For soft boiled eggs that come out perfect for me every time, I start with cold water.  I place the eggs (large size) into the pan and turn the heat to high.  Just when the water begins to boil, when the bubbles start rising to the top, I time them for exactly 2 minutes, 37 seconds.  I them remove from the heat and put the pan under cold running tap water to halt the cooking, then, lightly crack the eggs and keep under the cold water for another 30 seconds.  The shells come off easily and the whites are completely set, with a runny yolk.  Cook longer to set the yolks if you prefer.

Then there are great ways to make poached eggs, whirlpool eggs, coddled eggs, omelets, quiche, fritatas, and others.

For an interesting change, cut a large center square out of a piece of bread that you will butter on both sides.  Place the bread into a hot pan and drop the raw egg into the hole.  Cook until the egg is mostly set and then flipthe bread and toast together.  Cook for another 20 seconds and flip onto a plate.  Toast the bread, that was removed to make holes, in the pan, with a bit of butter.  This makes a fun breadfast.

There are so many more ways to make great eggs and egg dishes.  I'll let someone else give you their favorite egg-cooking techniques.

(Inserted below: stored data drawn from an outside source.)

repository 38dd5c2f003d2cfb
pub mod application;
pub mod blocking;
pub mod cli;
pub mod config;
pub mod domain;
pub mod infrastructure;
pub mod logging;

use crate::application::build::BuildUseCase;
use crate::application::embedding_client::EmbeddingClient;
use crate::application::search::SearchUseCase;
use crate::config::Config;
use crate::domain::error::DomainError;
use crate::domain::ports::embedding_port::{EmbeddingProvider, InputType};
use crate::domain::ports::vector_store::VectorStore;
use crate::domain::values::search_output::{ScoredText, SearchOutput};
use crate::infrastructure::memory::vector_store::InMemoryVectorStore;
use std::sync::Arc;

/// Handle to one in-memory corpus and the embedding client that feeds it.
///
/// Cloning is cheap and every clone shares the same store, so one handle
/// can be given to each request handler.
#[derive(Clone)]
pub struct RagStore {
    client: EmbeddingClient,
    vector_store: Arc<dyn VectorStore>,
    build_uc: Arc<BuildUseCase>,
    search_uc: Arc<SearchUseCase>,
}

impl RagStore {
    pub fn new(config: &Config) -> Result<Self, DomainError> {
        Ok(Self::with_provider(config.embedding_provider()?))
    }

    pub fn with_provider(embedder: Arc<dyn EmbeddingProvider>) -> Self {
        Self::with_store(embedder, Arc::new(InMemoryVectorStore::new()))
    }

    pub fn with_store(embedder: Arc<dyn EmbeddingProvider>, vector_store: Arc<dyn VectorStore>) -> Self {
        let client = EmbeddingClient::new(embedder);
        Self {
            build_uc: Arc::new(BuildUseCase::new(client.clone(), vector_store.clone())),
            search_uc: Arc::new(SearchUseCase::new(client.clone(), vector_store.clone())),
            client,
            vector_store,
        }
    }

    // Delegating methods
    pub async fn build(&self, texts: Vec<String>) -> Result<usize, DomainError> {
        self.build_uc.execute(texts).await
    }

    pub fn search_by_vector(&self, query: &[f32], k: usize) -> Result<Vec<String>, DomainError> {
        self.search_uc.by_vector(query, k)
    }

    pub fn search_by_vector_scored(&self, query: &[f32], k: usize) -> Result<Vec<ScoredText>, DomainError> {
        self.search_uc.by_vector_scored(query, k)
    }

    pub async fn search_by_text(&self, query: &str, k: usize, join: bool) -> Result<SearchOutput, DomainError> {
        self.search_uc.by_text(query, k, join).await
    }

    pub async fn search_by_text_scored(&self, query: &str, k: usize) -> Result<Vec<ScoredText>, DomainError> {
        self.search_uc.by_text_scored(query, k).await
    }

    /// `build` embeds as [`InputType::Document`] and text searches as
    /// [`InputType::Query`]; pass the matching kind to reproduce either.
    pub async fn embed(&self, text: &str, input_type: InputType) -> Result<Vec<f32>, DomainError> {
        self.client.embed(text, input_type).await
    }

    pub async fn embed_batch(&self, texts: &[String], input_type: InputType) -> Result<Vec<Vec<f32>>, DomainError> {
        self.client.embed_batch(texts, input_type).await
    }

    pub fn embedding_client(&self) -> &EmbeddingClient {
        &self.client
    }

    pub fn len(&self) -> usize {
        self.vector_store.snapshot().len()
    }

    pub fn is_empty(&self) -> bool {
        self.vector_store.snapshot().is_empty()
    }

    pub fn dimension(&self) -> Option<usize> {
        self.vector_store.snapshot().dimension()
    }

    /// Texts of the current corpus in insertion order.
    pub fn texts(&self) -> Vec<String> {
        self.vector_store
            .snapshot()
            .records()
            .iter()
            .map(|r| r.text().to_string())
            .collect()
    }
}
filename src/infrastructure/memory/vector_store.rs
use crate::domain::entities::corpus::Corpus;
use crate::domain::error::DomainError;
use crate::domain::ports::vector_store::VectorStore;
use crate::domain::values::search_output::ScoredText;
use std::sync::{Arc, PoisonError, RwLock};

/// Brute-force store over a single corpus snapshot.
///
/// The lock only guards the `Arc` swap; ranking runs on a cloned snapshot
/// outside it, so a rebuild never waits on a long search.
pub struct InMemoryVectorStore {
    corpus: RwLock<Arc<Corpus>>,
}

impl InMemoryVectorStore {
    pub fn new() -> Self {
        Self {
            corpus: RwLock::new(Arc::new(Corpus::empty())),
        }
    }
}

impl Default for InMemoryVectorStore {
    fn default() -> Self {
        Self::new()
    }
}

impl VectorStore for InMemoryVectorStore {
    fn replace(&self, corpus: Corpus) {
        let next = Arc::new(corpus);
        // A poisoned lock still holds a whole Arc, never a torn corpus.
        let mut guard = self.corpus.write().unwrap_or_else(PoisonError::into_inner);
        *guard = next;
    }

    fn snapshot(&self) -> Arc<Corpus> {
        self.corpus
            .read()
            .unwrap_or_else(PoisonError::into_inner)
            .clone()
    }

    fn search_similar(&self, vector: &[f32], limit: usize) -> Result<Vec<ScoredText>, DomainError> {
        self.snapshot().rank(vector, limit)
    }
}
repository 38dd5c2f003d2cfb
use crate::domain::error::DomainError;

/// Whether text is being embedded for storage or for lookup. Providers
/// that distinguish the two (asymmetric models) tune the vector for it.
#[derive(Debug, Clone, Copy, PartialEq, Eq)]
pub enum InputType {
    Document,
    Query,
}

#[async_trait::async_trait]
pub trait EmbeddingProvider: Send + Sync {
    /// One vector per input text, in input order.
    async fn embed(&self, texts: &[String], input_type: InputType) -> Result<Vec<Vec<f32>>, DomainError>;

    /// Fixed output dimension, or 0 when the provider cannot tell up front.
    fn dimension(&self) -> usize;

    fn name(&self) -> &str;
}
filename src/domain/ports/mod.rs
pub mod embedding_port;
pub mod vector_store;
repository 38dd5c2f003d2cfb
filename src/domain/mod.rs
pub mod entities;
pub mod error;
pub mod ports;
pub mod values;
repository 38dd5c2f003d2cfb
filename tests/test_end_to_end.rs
//! Ingest plain-text files through the offline hash provider, the way the
//! CLI does, and query the result.

use ragstore::config::Config;
use ragstore::infrastructure::ingest::splitter::CharacterTextSplitter;
use ragstore::infrastructure::ingest::text_file::load_text_files;
use ragstore::RagStore;
use std::io::Write;

fn write_file(dir: &tempfile::TempDir, name: &str, body: &str) -> std::path::PathBuf {
    let path = dir.path().join(name);
    let mut f = std::fs::File::create(&path).unwrap();
    f.write_all(body.as_bytes()).unwrap();
    path
}

#[tokio::test]
async fn test_files_to_answers() {
    let dir = tempfile::tempdir().unwrap();
    let rust = write_file(
        &dir,
        "rust.txt",
        "The borrow checker enforces ownership rules at compile time.",
    );
    let cooking = write_file(
        &dir,
        "cooking.txt",
        "Whisk the eggs with sugar until the mixture turns pale.",
    );

    let store = RagStore::new(&Config::default()).unwrap();
    let docs = load_text_files(&[rust, cooking]).unwrap();
    let chunks = CharacterTextSplitter::default().split_all(&docs);
    assert_eq!(store.build(chunks).await.unwrap(), 2);

    let top = store.search_by_text("ownership and the borrow checker", 1, false).await.unwrap();
    let top = top.as_ranked().unwrap();
    assert_eq!(top.len(), 1);
    assert!(top[0].contains("borrow checker"));

    let scored = store.search_by_text_scored("eggs and sugar", 2).await.unwrap();
    assert!(scored[0].text.contains("eggs"));
    assert!(scored[0].score > scored[1].score);
}

#[tokio::test]
async fn test_long_document_is_chunked() {
    let dir = tempfile::tempdir().unwrap();
    let body = "alpha beta gamma delta ".repeat(20);
    let path = write_file(&dir, "long.txt", &body);

    let store = RagStore::new(&Config::default()).unwrap();
    let splitter = CharacterTextSplitter::new(100, 20).unwrap();
    let chunks = splitter.split_all(&load_text_files(&[path]).unwrap());
    let expected = chunks.len();
    assert!(expected > 1);

    assert_eq!(store.build(chunks).await.unwrap(), expected);
    assert_eq!(store.dimension(), Some(256));
}
pub mod vector_store;
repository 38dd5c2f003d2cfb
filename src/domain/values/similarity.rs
use crate::domain::error::DomainError;

/// Cosine similarity of two equal-length vectors, accumulated in `f64`.
///
/// A zero-norm operand has no direction, so its similarity to anything is
/// `0.0` rather than NaN.
pub fn cosine_similarity(a: &[f32], b: &[f32]) -> Result<f64, DomainError> {
    if a.len() != b.len() {
        return Err(DomainError::DimensionMismatch {
            expected: a.len(),
            actual: b.len(),
        });
    }
    let mut dot = 0.0_f64;
    let mut norm_a = 0.0_f64;
    let mut norm_b = 0.0_f64;
    for (x, y) in a.iter().zip(b.iter()) {
        let x = *x as f64;
        let y = *y as f64;
        dot += x * y;
        norm_a += x * x;
        norm_b += y * y;
    }
    let denom = norm_a.sqrt() * norm_b.sqrt();
    if denom == 0.0 {
        return Ok(0.0);
    }
    // Rounding can push |dot| a hair past denom for near-parallel vectors.
    Ok((dot / denom).clamp(-1.0, 1.0))
}

/// Returns `true` when every component is a finite number.
pub fn is_finite_vector(v: &[f32]) -> bool {
    v.iter().all(|x| x.is_finite())
}
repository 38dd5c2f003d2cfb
use crate::domain::error::DomainError;
use std::path::Path;

pub fn load_text_file(path: &Path) -> Result<String, DomainError> {
    std::fs::read_to_string(path)
        .map_err(|e| DomainError::Io(format!("Failed to read {}: {e}", path.display())))
}

/// Reads every file in order, skipping none; the first failure aborts.
pub fn load_text_files<P: AsRef<Path>>(paths: &[P]) -> Result<Vec<String>, DomainError> {
    paths.iter().map(|p| load_text_file(p.as_ref())).collect()
}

Seeeeeya; Goodweed of the North


----------



## chef_biz (Dec 8, 2005)

Thanks for all the advice! I'm eating some now as we speak . I liked the flip without a spatula technique so I've been working on it. The first two I cooked a little to long so I put them on some toast and made a sandwich out of em. The next two I broke one yolk when I flipped but I'm getting better. I'll get it down sooner or later . Thanks again


----------



## chef_biz (Dec 8, 2005)

Goodweed of the North said:
			
		

> For soft boiled eggs that come out perfect for me every time, I start with cold water. I place the eggs (large size) into the pan and turn the heat to high. Just when the water begins to boil, when the bubbles start rising to the top, I time them for exactly 2 minutes, 37 seconds. I them remove from the heat and put the pan under cold running tap water to halt the cooking, then, lightly crack the eggs and keep under the cold water for another 30 seconds. The shells come off easily and the whites are completely set, with a runny yolk. Cook longer to set the yolks if you prefer.


 
Sorry for double post. 

I've seen my girlfriend do something like this. She has these little holder things that you can set the egg in when its done and it holds it upright so you can dip your toast or w/e into it. I never watched how she cooked it though. I'm willing to bet your method is similar.


----------